Washington University in St. Louis

The Bayesian Data-Analysis Software Package

The programs that run the various Bayesian analysis, the server software, were developed at Washington University by Dr. G. Larry Bretthorst and the Java language client interface was developed by Dr. Karen Marutyan. The combination of the server and client software is called the "Bayesian Data-Analysis Toolbox" software. However, this name is slightly misleading because this software can analyze data from many different sources, not just NMR data. Additionally, unlike the previous interface to this software, this new interface does not require the user to have access to any specialized NMR software, i.e., this interface is completely independent of Varian's VnmrJ, although the interface can load and process data from a Varian spectrometer.

The software contains a series of programs which we call packages and these packages implement various calculations using Bayesian probability theory. Most of these calculations are implemented using Markov chain Monte Carlo. All of the programs except Bayes Analyze, are capable of fully using multiple CPUs if you have them.

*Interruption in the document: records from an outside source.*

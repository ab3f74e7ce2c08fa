//! Commands module
//!
//! Defines all CLI commands and their handlers.

mod status;
mod watch;

use anyhow::Result;
use clap::Subcommand;
use std::process::ExitCode;
use taskwatch_poller::Config;

/// Top-level CLI commands
#[derive(Subcommand)]
pub enum Commands {
    /// Poll a task until it succeeds, fails or times out
    Watch {
        /// Task identifier
        task_id: String,
    },
    /// Show the current status of a task
    Status {
        /// Task identifier
        task_id: String,

        /// Print the raw JSON payload
        #[arg(long)]
        json: bool,
    },
}

/// Handle a CLI command
///
/// Routes the command to the appropriate handler module.
///
/// # Arguments
/// * `command` - The command to execute
/// * `config` - The resolved configuration
///
/// # Returns
/// The process exit code
pub async fn handle_command(command: Commands, config: &Config) -> Result<ExitCode> {
    match command {
        Commands::Watch { task_id } => watch::watch_task(config, &task_id).await,
        Commands::Status { task_id, json } => status::show_status(config, &task_id, json).await,
    }
}
//! Taskwatch HTTP Client
//!
//! A small, type-safe HTTP client for the task-status endpoint.
//!
//! # Example
//!
//! ```no_run
//! use taskwatch_client::StatusClient;
//!
//! #[tokio::main]
//! async fn main() -> anyhow::Result<()> {
//!     let client = StatusClient::new("http://localhost:8000");
//!
//!     let status = client.get_task_status("4f1c2a").await?;
//!     println!("ready: {}, progress: {}", status.ready, status.progress_or_zero());
//!     Ok(())
//! }
//! ```

pub mod error;
mod tasks;

// Re-export commonly used types
pub use error::{ClientError, Result};
pub use taskwatch_core::dto::task::TaskStatus;

use reqwest::Client;
use serde::de::DeserializeOwned;
use std::time::Duration;

/// HTTP client for the task-status API
#[derive(Debug, Clone)]
pub struct StatusClient {
    /// Base URL of the server hosting `/tasks/` (e.g., "http://localhost:8000")
    base_url: String,
    /// HTTP client instance
    client: Client,
}

impl StatusClient {
    /// Create a new status client
    ///
    /// # Arguments
    /// * `base_url` - The base URL of the server (e.g., "http://localhost:8000")
    ///
    /// # Example
    /// ```
    /// use taskwatch_client::StatusClient;
    ///
    /// let client = StatusClient::new("http://localhost:8000");
    /// ```
    pub fn new(base_url: impl Into<String>) -> Self {
        Self::with_client(base_url, Client::new())
    }

    /// Create a new status client with a custom HTTP client
    ///
    /// This allows you to configure timeouts, proxies, TLS settings, etc.
    ///
    /// # Arguments
    /// * `base_url` - The base URL of the server
    /// * `client` - A configured reqwest Client
    pub fn with_client(base_url: impl Into<String>, client: Client) -> Self {
        let base_url = base_url.into();
        Self {
            base_url: base_url.trim_end_matches('/').to_string(),
            client,
        }
    }

    /// Create a new status client whose requests give up after `timeout`
    pub fn with_timeout(base_url: impl Into<String>, timeout: Duration) -> Result<Self> {
        let client = Client::builder().timeout(timeout).build()?;
        Ok(Self::with_client(base_url, client))
    }

    /// Get the base URL of the server
    pub fn base_url(&self) -> &str {
        &self.base_url
    }

    // =============================================================================
    // Response Handlers
    // =============================================================================

    /// Handle an API response and deserialize JSON
    ///
    /// This method checks the status code and returns an appropriate error if
    /// the request failed, or deserializes the response body if successful.
    async fn handle_response<T: DeserializeOwned>(&self, response: reqwest::Response) -> Result<T> {
        let status = response.status();

        if !status.is_success() {
            let error_text = response
                .text()
                .await
                .unwrap_or_else(|_| "Unknown error".to_string());
            return Err(ClientError::api_error(status.as_u16(), error_text));
        }

        let body = response.text().await?;

        serde_json::from_str(&body)
            .map_err(|e| ClientError::ParseError(format!("Failed to parse JSON response: {}", e)))
    }
}

#[cfg(test)]
mod tests {
    use super::*;

    #[test]
    fn test_client_creation() {
        let client = StatusClient::new("http://localhost:8000");
        assert_eq!(client.base_url(), "http://localhost:8000");
    }

    #[test]
    fn test_client_trims_trailing_slash() {
        let client = StatusClient::new("http://localhost:8000/");
        assert_eq!(client.base_url(), "http://localhost:8000");
    }

    #[test]
    fn test_client_with_timeout() {
        let client = StatusClient::with_timeout("http://localhost:8000", Duration::from_secs(5))
            .unwrap();
        assert_eq!(client.base_url(), "http://localhost:8000");
    }
}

The various packages implemented by this software are describe here in the order they occur on the package menu in the interface. The hyperlinks contained in the following descriptions will download the the Chapter from the user manual being discussed. Here is the current list of packages:

  1. The Exponential package estimates the decay rate constants and amplitudes of signals known to be decaying exponentially. It does this when the number of the exponentials is known or unknown. In both cases the input to this package can come from ASCII files, from a peak pick or from Bayes Analyze files. In all cases one or more input data sets can be processed and the package looks for exponentially decaying signals that are common to the multiple data sets, but allowing each exponential to have differing initial conditions in each data set.

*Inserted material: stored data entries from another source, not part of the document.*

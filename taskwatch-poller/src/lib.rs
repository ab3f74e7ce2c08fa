//! Taskwatch Poller
//!
//! Watches a server-side task until it finishes.
//!
//! Architecture:
//! - Configuration: cadence, budget and server location
//! - Repositories: HTTP status lookups behind a trait
//! - Services: navigation and notification capabilities
//! - Scheduler: the polling session and its timer
//!
//! A [`PollSession`] polls `GET /tasks/{id}/status/` on a fixed interval
//! and reports each outcome through its callbacks. Network errors are
//! logged and the schedule carries on; success, failure and timeout end
//! the session.

pub mod callbacks;
pub mod config;
pub mod error;
pub mod options;
pub mod repository;
pub mod scheduler;
pub mod service;

pub use callbacks::Callbacks;
pub use config::Config;
pub use error::PollError;
pub use options::PollOptions;
pub use repository::{HttpStatusRepository, StatusRepository};
pub use scheduler::PollSession;
pub use service::{LogNavigator, LogNotifier, Navigator, Notifier};

pub use taskwatch_core::domain::poll::{PollOutcome, PollPhase};
pub use taskwatch_core::dto::task::TaskStatus;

  2. The Inversion Recovery package is a special type of exponential analysis that is very common in NMR. In this problem the NMR signal starts at a negative value and decays to a positive value. The inversion recover model differs from an exponential plus a constant model only in that the model is typically formulated so that the two amplitudes represent the initial, time equal to zero, and equilibrium amplitude; thus the amplitudes are linear combinations of the amplitudes that would be estimated by an exponential plus a constant model. As a side note, this package is really a special case of the Enter Ascii package described below. We call these special cases preloaded enter Ascii models because the interface preloades the inversion recover model from the system model and thus simplifies what the user must do to run this inversion recovery model. This package can analyze multiple data jointly to look for a common diffusion parameters.

  3. the Diffusion Tensor package analyzes NMR diffusion measurements using one, two or three diffusion tensor models with or without a constant. These tensor can use either "b" values or "g" (gradient) values for the abscissa and the "b" values can be either 3D vectors or "b" matrices. Thus this package process 18 different diffusion tensor models. Because McMC packages compute the probability for the model using thermodynamic integration, this package has the ability to do some simple model selection. As with most packages multiple ASCII data sets can be analyzed jointly to look for common diffusion tensor parameters.

  4. The Enter Ascii Model package package allows the user to define a model and then use Bayesian Probability theory to analyze that model. To create a simple model, the user must copy the example model and then write the the Fortran or C code necessary to evaluate the model. In addition, the users must create a file that describes the model parameters and the prior probabilities for those models. The user has the option to load a user generated model or a system model, a model written by us. When the package is run, the data along with this model are sent to the server. The server compiles this model on the fly and creates a dynamic load library. Because of this, to use this package, the server must have either Fortran or C installed on the it. The Enter Ascii program is then run and the model dynamically loaded and used to analyze the data. As with most packages that require ASCII data, this package can analyze multiple data jointly to look for common parameters. Finally, the models used in Enter Ascii package are the same models used to analyze images. So one can use the Enter Ascii package to analyze a few pixels from an image and then proceed to analyze an entire image, see Analyze Image Pixels for more on this.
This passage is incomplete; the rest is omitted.